Thank you and any contribution would be greatly appreciated


----------



## katielou (Apr 29, 2010)

They are not a breed which is why you will not know what size they will be when they are grown. They are Mutts i hope you are not paying anything other than a shelter adoption fee for this puppy.


----------



## lil_fuzzy (Aug 16, 2010)

Anywhere between JRT size and Minpin size. Impossible to know anything about size, energy and temperament because it's a mixed breed. 

I would recommend you read up on both breeds to make sure they both suit you, as the puppies can go either way. If either breed doesn't suit you, don't get one of these puppies. And if you do get one, I hope it's free from a friend, or from a shelter, not from a backyard breeder or pet store.


----------



## JakobisMom (Feb 18, 2011)

Excuse me but I happen to own a mini jack and they are a hybrid dog or " designer breed" they are a mix of 2 different purebreds..calling any dog a mutt is not only insulting but ignorant, try mixed breed. As for what someone pays for this wonderful BREED u cannot put a price on an animal that some people love like family..u might want to consider ur wording next time n realize this is a public post n other people, myself included, take offense to ur ignorant comments


----------



## lil_fuzzy (Aug 16, 2010)

It's not a BREED. A BREED is a type of dog that is recognised by the kennel club. You can't breed two different breeds to each other and get a new breed (at least not without breeding them for generations until they breed true, and they get them recognised as a new breed). You'll get a mixed breed. It might be a popular mix, but that doesn't make it a breed. 

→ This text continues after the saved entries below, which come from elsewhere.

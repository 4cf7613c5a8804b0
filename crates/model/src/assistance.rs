use std::fmt;

/// Bitmask over the mobility assistance capabilities a booking may require.
///
/// Parsed from the free-text tag list on a booking. Unknown tags count as
/// ambulatory, and a booking without any tags is ambulatory as well, so the
/// mask of a constructed trip is never empty.
#[derive(Debug, Clone, Copy, PartialEq, Eq, Hash)]
pub struct MobilityAssistance(u8);

impl MobilityAssistance {
    pub const AMBULATORY: Self = Self(1);
    pub const WHEELCHAIR: Self = Self(2);
    pub const STRETCHER: Self = Self(16);

    pub fn from_tags<I, S>(tags: I) -> Self
    where
        I: IntoIterator<Item = S>,
        S: AsRef<str>,
    {
        let mut mask = Self(0);
        for tag in tags {
            mask = mask.union(Self::from_tag(tag.as_ref()));
        }
        if mask.0 == 0 {
            Self::AMBULATORY
        } else {
            mask
        }
    }

    fn from_tag(tag: &str) -> Self {
        match tag.trim().to_lowercase().as_str() {
            "wheelchair" | "wc" => Self::WHEELCHAIR,
            "stretcher" | "gurney" | "gur" => Self::STRETCHER,
            _ => Self::AMBULATORY,
        }
    }

    pub fn union(self, other: Self) -> Self {
        Self(self.0 | other.0)
    }

    pub fn contains(self, other: Self) -> bool {
        self.0 & other.0 != 0
    }

    /// Scheduling pass this mask belongs to. Stretcher trips are placed
    /// first, wheelchair trips second, everything else last.
    pub fn priority_bucket(self) -> usize {
        if self.contains(Self::STRETCHER) {
            0
        } else if self.contains(Self::WHEELCHAIR) {
            1
        } else {
            2
        }
    }

    /// Capability code fragment used to compose synthetic shuttle names.
    pub fn capability_code(self) -> String {
        let mut code = String::new();
        if self.contains(Self::STRETCHER) {
            code.push_str("GUR");
        }
        if self.contains(Self::WHEELCHAIR) {
            code.push_str("WC");
        }
        if self.contains(Self::AMBULATORY) {
            code.push_str("AMBI");
        }
        code
    }

    pub fn bits(self) -> u8 {
        self.0
    }
}

impl fmt::Display for MobilityAssistance {
    fn fmt(&self, f: &mut fmt::Formatter) -> fmt::Result {
        write!(f, "{}", self.capability_code())
    }
}

#[cfg(test)]
mod tests {
    use super::*;

    #[test]
    fn empty_tag_list_defaults_to_ambulatory() {
        let mask = MobilityAssistance::from_tags(Vec::<String>::new());
        assert_eq!(mask, MobilityAssistance::AMBULATORY);
        assert!(mask.bits() > 0);
    }

    #[test]
    fn unknown_tags_count_as_ambulatory() {
        let mask = MobilityAssistance::from_tags(["cane", "service animal"]);
        assert_eq!(mask, MobilityAssistance::AMBULATORY);
    }

    #[test]
    fn tags_parse_case_insensitively_and_or_together() {
        let mask = MobilityAssistance::from_tags(["Wheelchair", "STRETCHER"]);
        assert!(mask.contains(MobilityAssistance::WHEELCHAIR));
        assert!(mask.contains(MobilityAssistance::STRETCHER));
        assert!(!mask.contains(MobilityAssistance::AMBULATORY));
        assert_eq!(mask.bits(), 18);
    }

    #[test]
    fn bucket_order_is_stretcher_wheelchair_rest() {
        assert_eq!(MobilityAssistance::from_tags(["gurney"]).priority_bucket(), 0);
        assert_eq!(
            MobilityAssistance::from_tags(["wheelchair", "stretcher"]).priority_bucket(),
            0
        );
        assert_eq!(MobilityAssistance::from_tags(["wheelchair"]).priority_bucket(), 1);
        assert_eq!(MobilityAssistance::from_tags(["walker"]).priority_bucket(), 2);
    }

    #[test]
    fn capability_codes_concatenate_in_fixed_order() {
        assert_eq!(MobilityAssistance::AMBULATORY.capability_code(), "AMBI");
        assert_eq!(MobilityAssistance::WHEELCHAIR.capability_code(), "WC");
        let all = MobilityAssistance::from_tags(["stretcher", "wheelchair", "x"]);
        assert_eq!(all.capability_code(), "GURWCAMBI");
    }
}
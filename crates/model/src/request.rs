use serde::{Deserialize, Serialize};

use crate::Booking;

/// Body of a scheduling request. The three time overrides are in seconds and
/// fall back to the process-wide defaults when absent.
#[derive(Debug, Clone, Serialize, Deserialize)]
pub struct SchedulingRequest {
    /// calendar day to plan, "Month Day, Year" (e.g. "January 15, 2025")
    #[serde(default)]
    pub date: String,

    #[serde(default)]
    pub debug: Option<bool>,

    #[serde(default)]
    pub before_pickup_time: Option<i64>,
    #[serde(default)]
    pub after_pickup_time: Option<i64>,
    #[serde(default)]
    pub dropoff_unloading_time: Option<i64>,

    #[serde(default)]
    pub bookings: Vec<Booking>,
}

#[cfg(test)]
mod tests {
    use super::*;

    #[test]
    fn overrides_are_optional() {
        let request: SchedulingRequest = serde_json::from_value(serde_json::json!({
            "date": "January 15, 2025",
            "bookings": [],
        }))
        .unwrap();
        assert!(request.before_pickup_time.is_none());
        assert!(request.debug.is_none());
        assert!(request.bookings.is_empty());
    }

    #[test]
    fn overrides_parse_as_seconds() {
        let request: SchedulingRequest = serde_json::from_value(serde_json::json!({
            "date": "January 15, 2025",
            "before_pickup_time": 300,
            "after_pickup_time": 900,
            "dropoff_unloading_time": 120,
        }))
        .unwrap();
        assert_eq!(request.before_pickup_time, Some(300));
        assert_eq!(request.after_pickup_time, Some(900));
        assert_eq!(request.dropoff_unloading_time, Some(120));
    }
}
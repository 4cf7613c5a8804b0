use crate::{MobilityAssistance, Trip};

/// An ordered list of trips served by one hypothetical shuttle. Trips are
/// appended in assignment order; the scheduler guarantees consecutive trips
/// are reachable in time before appending.
#[derive(Debug, Clone)]
pub struct Vehicle {
    /// 1-based, assigned on creation. Creation order is output order.
    pub index: usize,
    pub trips: Vec<Trip>,
}

pub type Plan = Vec<Vehicle>;

impl Vehicle {
    pub fn new(index: usize) -> Self {
        Self {
            index,
            trips: Vec::new(),
        }
    }

    pub fn add_trip(&mut self, trip: Trip) {
        self.trips.push(trip);
    }

    pub fn last_trip(&self) -> Option<&Trip> {
        self.trips.last()
    }

    /// Union of the assistance requirements of every trip on this vehicle.
    pub fn capabilities(&self) -> MobilityAssistance {
        self.trips
            .iter()
            .map(|trip| trip.assistance)
            .reduce(MobilityAssistance::union)
            .unwrap_or(MobilityAssistance::AMBULATORY)
    }

    /// Synthetic name of the form `<index><code>`, e.g. "1AMBI" or "2GURWC".
    pub fn shuttle_name(&self) -> String {
        format!("{}{}", self.index, self.capabilities().capability_code())
    }
}

#[cfg(test)]
mod tests {
    use super::*;
    use chrono::{TimeZone, Utc};

    fn trip_with_tags(tags: &[&str]) -> Trip {
        Trip::new(
            serde_json::from_value(serde_json::json!({
                "booking_id": 1,
                "pickup_address": "a",
                "dropoff_address": "b",
                "mobility_assistance": tags,
            }))
            .unwrap(),
            chrono_tz::America::Chicago,
            Utc.with_ymd_and_hms(2025, 1, 15, 15, 0, 0).unwrap(),
            1000,
            60,
        )
    }

    #[test]
    fn shuttle_name_combines_index_and_capability_union() {
        let mut vehicle = Vehicle::new(3);
        vehicle.add_trip(trip_with_tags(&[]));
        assert_eq!(vehicle.shuttle_name(), "3AMBI");

        vehicle.add_trip(trip_with_tags(&["stretcher"]));
        assert_eq!(vehicle.shuttle_name(), "3GURAMBI");
    }

    #[test]
    fn empty_vehicle_reports_ambulatory_baseline() {
        // a vehicle only exists because a trip is about to be appended, but
        // the union must still be a valid mask
        let vehicle = Vehicle::new(1);
        assert_eq!(vehicle.capabilities(), MobilityAssistance::AMBULATORY);
    }
}
use axum::{
    extract::{rejection::JsonRejection, Path, State},
    http::StatusCode,
    routing::{get, post},
    Json, Router,
};
use model::response::ResponseEnvelope;
use model::task::{EnqueuedTask, TaskResponse};
use model::SchedulingRequest;
use scheduler::{output::render_plan, Scheduler, SchedulingContext};
use uuid::Uuid;

use crate::{error::RouteError, middleware::origin_check, AppState};

pub fn routes(state: AppState) -> Router {
    let scheduling = Router::new()
        .route("/", post(calculate))
        .route("/enqueue", post(enqueue))
        .route("/:task_id", get(task_status))
        .layer(axum::middleware::from_fn_with_state(state.clone(), origin_check))
        .with_state(state);

    Router::new()
        .route("/", get(health))
        .nest("/v1_webapp_auto_scheduling", scheduling)
        .fallback(unknown_route)
}

async fn unknown_route() -> RouteError {
    RouteError::not_found("no such route")
}

async fn health() -> Json<serde_json::Value> {
    Json(serde_json::json!({}))
}

type Payload = Result<Json<SchedulingRequest>, JsonRejection>;

fn parse_payload(payload: Payload) -> Result<SchedulingRequest, RouteError> {
    payload
        .map(|Json(request)| request)
        .map_err(|why| RouteError::bad_request(format!("invalid request body: {}", why)))
}

/// Synchronous scheduling: plans the whole request before answering.
async fn calculate(
    State(state): State<AppState>,
    payload: Payload,
) -> Result<Json<ResponseEnvelope>, RouteError> {
    let request = parse_payload(payload)?;
    let context = SchedulingContext::for_request(&request, &state.defaults);
    let plan = Scheduler::new(state.directions.as_ref(), context)
        .schedule(request.bookings)
        .await?;
    Ok(Json(render_plan(&plan)))
}

/// Asynchronous intake: the request is persisted and picked up by the
/// dispatcher; clients poll the returned task id.
async fn enqueue(
    State(state): State<AppState>,
    payload: Payload,
) -> Result<(StatusCode, Json<EnqueuedTask>), RouteError> {
    let request = parse_payload(payload)?;
    let task_id = state.store.create_task(&request).await?;
    Ok((StatusCode::CREATED, Json(EnqueuedTask { task_id })))
}

async fn task_status(
    State(state): State<AppState>,
    Path(task_id): Path<Uuid>,
) -> Result<Json<TaskResponse>, RouteError> {
    state
        .store
        .get_task(task_id)
        .await?
        .map(Json)
        .ok_or_else(|| RouteError::not_found(format!("task {} does not exist", task_id)))
}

And "mutt" in this forum is usually meant in an affectionate way, it's just a shorter way of saying "mixed breed". No one means anything nasty by it, loads of people in here have mixed breeds that they refer to as 'mutts'


----------



## Keechak (Aug 10, 2008)

mutt mutt mutt mutt mutt. I own a mutt thank you and I love the term mutt and these puppies are very much mutts. "Designer breed" is a money making term used by breeders trying to make a quick buck to make thier mutts sound fancy. 


a dog of this mixed pedigree will be anything between the two breeds that were used in it's creation.


----------



## GottaLuvMutts (Jun 1, 2009)

JakobisMom said:


> Excuse me but I happen to own a mini jack and they are a hybrid dog or " designer breed" they are a mix of 2 different purebreds..calling any dog a mutt is not only insulting but ignorant, try mixed breed. As for what someone pays for this wonderful BREED u cannot put a price on an animal that some people love like family..u might want to consider ur wording next time n realize this is a public post n other people, myself included, take offense to ur ignorant comments


Fuzzy's right - "mutt" is not meant offensively on this forum. Check out my user name.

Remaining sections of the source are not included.